Imagine that you need an echocardiogram to test whether you inherited any genetic heart abnormalities.
When you go to your doctor’s office for the test, everything comes back normal. But lurking somewhere inside, there is, in fact, an abnormality—it just did not occur during your office visit.
“You’re out of luck,” said Gary Weiss, Ph.D., an associate professor of computer and information sciences.
However, Weiss said, if the capability to monitor your heart were built into your smartphone, “you could be monitored over a longer period of time, as opposed to just a few minutes, which provides a lot more data.”
Mobile health and smart technology
With the advent of smart technology, that capability has become a reality. Originally designed to give doctors access to patients in remote, rural areas of developing countries, mobile health platforms have since proliferated. In just seven years, these devices have grown increasingly more complex. They can now accomplish tasks as simple as counting the number of steps you take and as sophisticated as checking glucose levels in your blood.
Weiss, who is the director of Fordham’s Wireless Sensor Data Mining (WISDM) Lab, has been making a foray into the field of mobile health by applying his research on activity-recognition to the newest member of the “smart” family, “smartwatches.” The WISDM lab’s latest work builds on the Actitracker, an application (“app”) for Android-based cell phones that the lab launched in 2013.
Using a built-in sensor called an accelerometer, the app detects and identifies the user’s physical activities, such as sitting, walking, jogging, standing, or climbing stairs. It then compiles the results so that the user knows how many minutes per day are spent sitting, standing, etc. When the app “learns” the nuances of its user’s movements using a built-in “self-training mode,” it yields results that are up to 98 percent accurate.
“The project was funded because of its potential to help combat obesity,” said Weiss, who received a National Science Foundation “Smart and Connected Health” grant for the project. “But it can really help with a lot of issues. For instance, tracking how someone walks could detect if they have any gait problems. Or we might be able to track depression if someone is spending the majority of the time lying down.”
Integrating Actitracker with smartwatches will make the app even more sophisticated, Weiss said, because it will be able to detect activities such as eating or drinking.
“A smartphone in your pocket is limited, because it really can only detect your leg motions, specifically the top of the legs. The smartwatch, though, will also be able to detect hand motions to identify activities like eating and drinking,” Weiss said.

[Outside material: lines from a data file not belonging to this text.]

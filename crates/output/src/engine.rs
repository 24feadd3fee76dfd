use std::collections::BTreeSet;
use std::path::{Path, PathBuf};

use serde::Serialize;

use crate::annotate::{save_match_datasets, AnnotateSummary, DatasetTarget};
use crate::classification::{load_pair_set, ClassificationPartition};
use crate::config::{ClassificationConfig, JobConfig};
use crate::error::OutputError;
use crate::histogram::generate_histogram;
use crate::model::LinkMode;
use crate::status::save_match_status;
use crate::weights::load_weight_vectors;

// ---------------------------------------------------------------------------
// Output
// ---------------------------------------------------------------------------

#[derive(Debug, Clone, Serialize)]
pub struct RunMeta {
    pub job_name: String,
    pub mode: LinkMode,
    pub engine_version: String,
    pub run_at: String,
}

#[derive(Debug, Clone, Serialize)]
pub struct RunSummary {
    pub weight_vectors: usize,
    pub comparison_fields: Vec<String>,
    #[serde(skip_serializing_if = "Option::is_none")]
    pub matches: Option<usize>,
    #[serde(skip_serializing_if = "Option::is_none")]
    pub non_matches: Option<usize>,
    #[serde(skip_serializing_if = "Option::is_none")]
    pub possible_matches: Option<usize>,
}

#[derive(Debug, Clone, Serialize)]
pub struct MatchStatusSummary {
    pub path: PathBuf,
    pub rows: usize,
}

#[derive(Debug, Clone, Serialize)]
pub struct RunReport {
    pub meta: RunMeta,
    pub summary: RunSummary,
    pub histogram: Vec<String>,
    #[serde(skip_serializing_if = "Option::is_none")]
    pub match_status: Option<MatchStatusSummary>,
    pub datasets: Vec<AnnotateSummary>,
}

// ---------------------------------------------------------------------------
// Run
// ---------------------------------------------------------------------------

/// Run a job. Relative paths in `config` resolve against `base_dir`.
///
/// Steps run in order: load weights and classification, histogram, match
/// status, annotated datasets. The first failure aborts the run.
pub fn run(config: &JobConfig, base_dir: &Path) -> Result<RunReport, OutputError> {
    let weights = load_weight_vectors(&base_dir.join(&config.weights.file))?;

    let partition = match config.classification {
        Some(ref classification) => {
            let partition = load_partition(classification, base_dir)?;
            partition.validate(&weights.vectors)?;
            Some(partition)
        }
        None => None,
    };

    let histogram = match config.histogram {
        Some(ref histogram) => {
            let destination = histogram.output.as_ref().map(|o| base_dir.join(o));
            generate_histogram(
                &weights.vectors,
                histogram.bin_width,
                destination.as_deref(),
                partition.as_ref(),
            )?
        }
        None => Vec::new(),
    };

    let match_status = match (&config.match_status, &partition) {
        (Some(status), Some(partition)) => {
            let path = base_dir.join(&status.output);
            let rows = save_match_status(&weights.vectors, &partition.matches, &path)?;
            Some(MatchStatusSummary { path, rows })
        }
        _ => None,
    };

    let datasets = match (&config.datasets.first, &partition) {
        (Some(first_cfg), Some(partition)) => {
            let first_ds = first_cfg.open(base_dir)?;
            let first_out = base_dir.join(&first_cfg.output);
            let first = DatasetTarget {
                dataset: first_ds.as_ref(),
                match_id_field: &first_cfg.match_id_field,
                output: &first_out,
            };

            match (config.mode, &config.datasets.second) {
                (LinkMode::Linkage, Some(second_cfg)) => {
                    let second_ds = second_cfg.open(base_dir)?;
                    let second_out = base_dir.join(&second_cfg.output);
                    let second = DatasetTarget {
                        dataset: second_ds.as_ref(),
                        match_id_field: &second_cfg.match_id_field,
                        output: &second_out,
                    };
                    save_match_datasets(&partition.matches, first, Some(second))?
                }
                _ => save_match_datasets(&partition.matches, first, None)?,
            }
        }
        _ => Vec::new(),
    };

    let summary = RunSummary {
        weight_vectors: weights.vectors.len(),
        comparison_fields: weights.field_names.clone(),
        matches: partition.as_ref().map(|p| p.matches.len()),
        non_matches: partition.as_ref().map(|p| p.non_matches.len()),
        possible_matches: partition.as_ref().map(|p| p.possible_matches.len()),
    };

    Ok(RunReport {
        meta: RunMeta {
            job_name: config.name.clone(),
            mode: config.mode,
            engine_version: env!("CARGO_PKG_VERSION").to_string(),
            run_at: chrono::Utc::now().to_rfc3339(),
        },
        summary,
        histogram,
        match_status,
        datasets,
    })
}

/// Load the classifier's pair lists. A missing possible-match list means
/// the classifier produced none.
pub fn load_partition(
    config: &ClassificationConfig,
    base_dir: &Path,
) -> Result<ClassificationPartition, OutputError> {
    let matches = load_pair_set(&base_dir.join(&config.matches))?;
    let non_matches = load_pair_set(&base_dir.join(&config.non_matches))?;
    let possible_matches = match config.possible_matches {
        Some(ref file) => load_pair_set(&base_dir.join(file))?,
        None => BTreeSet::new(),
    };
    Ok(ClassificationPartition::new(matches, non_matches, possible_matches))
}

For those who need to monitor their diets, having an app that can call attention to food intake can be invaluable. For instance, Weiss said, when the watch detects that you are eating, it could prompt you to add an entry to your food diary. Or, when it detects that you are drinking something, it might ask about the sugar content of your drink and advise accordingly.
Smartwatches arrive at the WISDM Lab
Sophomore Andrew Johnston is one of the students working on smartwatches in the WISDM lab.
“The accelerometer and gyroscope give feedback in terms of the number of steps you’re taking and there’s also a heartbeat sensor to take your pulse throughout the day,” said Johnston, a computer science and mathematics major.
“No one is doing activity-recognition with smartwatches right now, so we’re looking to corner the market there.”
Johnston is also doing research in biometrics, the study of distinctive, measureable human traits such as fingerprints or DNA. Johnston’s research focuses on using biometric markers for identity and security purposes—in other words, using things like voice or gait recognition in lieu of passwords.
“The problem with passwords is that they’re really weak,” Johnston said. “People who come up with them design them to be memorable. Which means that most of the time they’re also guessable.”
The process involves just a few steps, Johnston said. For instance, if you wanted to program a smartwatch to open a locked door using gait recognition, you would first demonstrate to the watch how you walk. Then the watch and the door would be programmed to associate your particular gait with the action “unlock door.” Thus, when you approach the door, the watch and door compare your walk with the profile on file, and if they match, the door unlocks.
“Moving to biometrics would make it more difficult for someone to get unauthorized access, because it’s a lot harder to guess how I walk than to guess something I use as my password,” Johnston said, adding that biometrics could ultimately be used for social media profiles and even electronic bank accounts.
Currently, the team is conducting experiments with the smartwatch and plans to have it integrated into the Actitracker app within six months. In the meantime, Weiss has submitted another grant proposal to the National Science Foundation to continue expanding their work with activity recognition—including integrating the app with social media so that users can broadcast their results.
“There are companies interested in this type of technology. Some startups have contacted us,” Weiss said. “All of this is now becoming technologically feasible because of the ubiquity of these powerful devices.”